Ik moest denken aan de Zuid-Afrikaanse topatlete Caster Semenya bij wie uit onderzoek bleek dat ze drie keer zoveel lichaamseigen testosteron aanmaakt als de gemiddelde vrouw. Dat vond de internationale atletiekfederatie oneerlijk, want hoe meer testosteron, zo luidde hun redenering, hoe meer spieropbouw en hoe harder je dus kan rennen. En dus mocht Semenya alleen nog aan de damescompetitie deelnemen wanneer ze hormoontherapie volgde om die testosteronwaarden omlaag te krijgen. Men vond dat ze een oneerlijke voorsprong had en die moest corrigeren.
Terwijl het bij de profsport deels om oneerlijke voorsprong, dat wil zeggen aanleg, gáát. Je zou haast vergeten dat succes niet alleen bestaat bij gratie van discipline, goede trainers of het beste materiaal, maar ook dankzij genetische voltreffers als de juiste bouw, de juiste lengte of hee, de juiste hormoonspiegel.

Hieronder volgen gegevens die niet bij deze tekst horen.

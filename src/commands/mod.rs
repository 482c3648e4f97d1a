//! Per-device command mailboxes
//!
//! The dashboard enqueues instructions; the device drains its mailbox when it
//! polls. Delivery is at-most-once: a drained command is gone whether or not
//! the device acts on it.

pub mod command;
pub mod queue;

pub use command::{CommandKind, PendingCommand};
pub use queue::CommandQueue;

Eerder deze week, toen ze nog niet geveld was door buikpijn, versloeg Zheng toptennister Simona Halep. In 2009 gaf Halep toe dat ze haar omvangrijke boezem had laten verkleinen om haar tennisspel te verbeteren. Daar hoorde je niemand over, iedereen die haar ermee had zien rondsjouwen, begreep het helemaal. Maar het zet je toch aan het denken. Soms lijkt het wel alsof de natuur alleen maar mag bestaan als ze beteugeld is. Het deel dat zich niet laat beheersen negeren we liever: onze sterfelijkheid, maar ook allerhande aandoeningen waarvoor geen remedie is. Het verklaart het ongemak rond bijvoorbeeld incontinentie, natte dromen, overmatig zweten of ongesteldheid. Als je iets niet kan veranderen, gewoon negeren. Wat rest is een overzichtelijke en voorspelbare wereld. Waar als je wint dat helemaal aan jezelf te danken is, en als je verliest, nou ja, dan had je gewoon maar beter je best moeten doen.